Think about verbs too - describe what you are doing e.g. 'pull socks on' 'push foot in boot'.
If your child struggles to remember everything they need to get ready, some photos or pictures would be useful to help them know what to do. If your child is anxious or on the autistic spectrum don't forget to simply prepare them for the differences outside, and remind them it's ok if they don't like the snow and would rather play inside!
If your child is little - a toddler or not walking yet, let them sit in the snow/toddle around and explore their surroundings. Play alongside them with the snow saying what you are doing in single words e.g. push, clap, jump, crunch, stomp.
Fun in the snow:
This is often the first thing children want to do in the snow. It's great fun and good for developing core stability and gross motor skills. 'Where will we sledge today? Who is going to come with us? (if you child finds questions hard, look up Makaton signs and use these to help them learn the meaning of questions).
Sledge with your child if you can or wait for them at the bottom/top then talk with them about their ride....'that was really fast' 'You both went down the biggest hill!'. If your child is young make sounds when you're sledging e.g. weeee! and use short phrases to talk about the sledge e.g. red sledge, it is fast!, down the hill, climb up.
Sledging is also great for developing turn taking skills with other children. Praise these when you can. Don't forget to talk to your child about how it feels sledging too - how does their body feel? Can they use emotion words e.g. excited, worried, fantastic!
2. Rolling snow into snow balls or see who can make the biggest. Great for teaching comparatives e.g. big, bigger biggest....good, better, best! For little ones say 'roll roll', 'pat, pat' etc as you carry out actions.
3. Make patterns in the snow with a stick or your hands, describe the actions as you do them. Maybe you could make a maze? You could even practise writing!
4. Make a snow sculpture...one year we made a snow dinosaur - the options are endless! Talk about what you are making and why. Perhaps you could make your favourite animal?
5. Look around you at your everyday surroundings - can your child recognise places e.g. the local postbox, the bus stop. What is hidden by the snow? What is new? Have animals left tracks - can you find any bird prints or dog prints?
6. Listen......the snow often makes everything seem very quiet. It's a great time to listen to environmental sounds such as bird noise. Or maybe you can hear a car? What noises can you hear?
7. Use your outside toys in a different way! A slide might not be safe for your child but their toys could still go down it, a mud kitchen works just as well as a snow kitchen and buckets and spades work with snow as well as sand. Don't forget children love to copy grownups too...let them help you shovel snow, clean the car windscreen etc.
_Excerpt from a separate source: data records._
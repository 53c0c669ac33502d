//! References, indirect objects and the `Resolve` trait.

mod stream;

pub use self::stream::*;

use crate::primitive::*;
use crate::error::*;

use std::fmt;
use std::io;

pub type ObjNr = u64;
pub type GenNr = u16;

/// Something that can look up the value behind a reference.
pub trait Resolve {
    fn resolve(&self, r: PlainRef) -> Result<Primitive>;
}

pub struct NoResolve;
impl Resolve for NoResolve {
    fn resolve(&self, r: PlainRef) -> Result<Primitive> {
        Err(PdfError::NullRef { obj_nr: r.id() })
    }
}

///////
// Refs
///////

/// An indirect reference `N G R`.
///
/// The pair is the whole identity: two refs with the same numbers are the same value, so a
/// `PlainRef` can be copied and compared freely. Construct with [`PlainRef::new`].
#[derive(Copy, Clone, Eq, PartialEq, Hash, Ord, PartialOrd)]
pub struct PlainRef {
    id: ObjNr,
    gen: GenNr,
}
impl PlainRef {
    #[inline]
    pub const fn new(id: ObjNr, gen: GenNr) -> PlainRef {
        PlainRef { id, gen }
    }
    #[inline]
    pub const fn id(&self) -> ObjNr {
        self.id
    }
    #[inline]
    pub const fn gen_nr(&self) -> GenNr {
        self.gen
    }
    pub fn serialize(&self, out: &mut impl io::Write) -> Result<()> {
        write!(out, "{} {} R", self.id, self.gen)?;
        Ok(())
    }
}
impl fmt::Debug for PlainRef {
    fn fmt(&self, f: &mut fmt::Formatter) -> fmt::Result {
        write!(f, "{} {} R", self.id, self.gen)
    }
}
impl fmt::Display for PlainRef {
    fn fmt(&self, f: &mut fmt::Formatter) -> fmt::Result {
        write!(f, "{} {} R", self.id, self.gen)
    }
}

/// A value bound to its reference; the unit of storage in a file.
#[derive(Clone, Debug, PartialEq)]
pub struct IndirectObject {
    pub reference: PlainRef,
    pub value: Primitive,
}
impl IndirectObject {
    pub fn new(reference: PlainRef, value: Primitive) -> IndirectObject {
        IndirectObject { reference, value }
    }
    /// `N G obj\n<value>\nendobj\n\n`
    pub fn serialize(&self, out: &mut impl io::Write) -> Result<()> {
        writeln!(out, "{} {} obj", self.reference.id, self.reference.gen)?;
        self.value.serialize(out)?;
        write!(out, "\nendobj\n\n")?;
        Ok(())
    }
}

#[cfg(test)]
mod tests {
    use super::*;

    #[test]
    fn refs_compare_by_pair() {
        let a = PlainRef::new(12, 0);
        let b = PlainRef::new(12, 0);
        assert_eq!(a, b);
        assert_ne!(a, PlainRef::new(12, 1));
        assert!(PlainRef::new(2, 5) < PlainRef::new(3, 0));
    }

    #[test]
    fn indirect_object_layout() {
        let obj = IndirectObject::new(PlainRef::new(7, 0), Primitive::Integer(42));
        let mut out = Vec::new();
        obj.serialize(&mut out).unwrap();
        assert_eq!(out, b"7 0 obj\n42\nendobj\n\n");
    }
}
Talk about what you are doing together!
8. Catch a snowflake on your tongue. What does it taste like? How does it feel? Cold, funny, different, like water....there are lots of words you can use.
9. Action time! Carry out different actions in the snow. 'Simon says' is fun in the snow! Can your child hop? Skip? Slide? Walk backwards? Why not film your funny activities on a phone so the children can show friends, teachers or relatives and talk about what they did? Even if they're too little to talk, they can show the video/photos and you can describe for them.
10. Go to a local cafe. If you have a day off school why not take your child somewhere different, to the local shop or cafe might be a good place to start. Encourage them to order their drink if they can and you/they can tell the server what you have been doing on your fun day. Don't forget to sit near the window so you can talk about what the snow and others are doing outside!
Most of all....Stay Safe and Have fun!!!